Your instructions:
Line by line, copy the records below exactly.

Data extracts:
//! UI Builder module for creating keyboards and formatting messages

use teloxide::types::{InlineKeyboardButton, InlineKeyboardMarkup};

use crate::conversation::MenuChoice;
use crate::localization::LocalizationManager;

/// Create an inline keyboard with one button per row for a choice menu
pub fn create_choice_keyboard(choices: &[MenuChoice]) -> InlineKeyboardMarkup {
    let buttons: Vec<Vec<InlineKeyboardButton>> = choices
        .iter()
        .map(|choice| {
            vec![InlineKeyboardButton::callback(
                choice.label.clone(),
                choice.id.clone(),
            )]
        })
        .collect();

    InlineKeyboardMarkup::new(buttons)
}

/// Format the /help message
pub fn format_help_message(
    localization: &LocalizationManager,
    language_code: Option<&str>,
    commands: &str,
) -> String {
    format!(
        "ℹ️ {}\n\n{}",
        localization.get_message("help-text", language_code, None),
        commands
    )
}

Response box:
//! UI Builder module for creating keyboards and formatting messages

use teloxide::types::{InlineKeyboardButton, InlineKeyboardMarkup};

use crate::conversation::MenuChoice;
use crate::localization::LocalizationManager;

/// Create an inline keyboard with one button per row for a choice menu
pub fn create_choice_keyboard(choices: &[MenuChoice]) -> InlineKeyboardMarkup {
    let buttons: Vec<Vec<InlineKeyboardButton>> = choices
        .iter()
        .map(|choice| {
            vec![InlineKeyboardButton::callback(
                choice.label.clone(),
                choice.id.clone(),
            )]
        })
        .collect();

    InlineKeyboardMarkup::new(buttons)
}

/// Format the /help message
pub fn format_help_message(
    localization: &LocalizationManager,
    language_code: Option<&str>,
    commands: &str,
) -> String {
    format!(
        "ℹ️ {}\n\n{}",
        localization.get_message("help-text", language_code, None),
        commands
    )
}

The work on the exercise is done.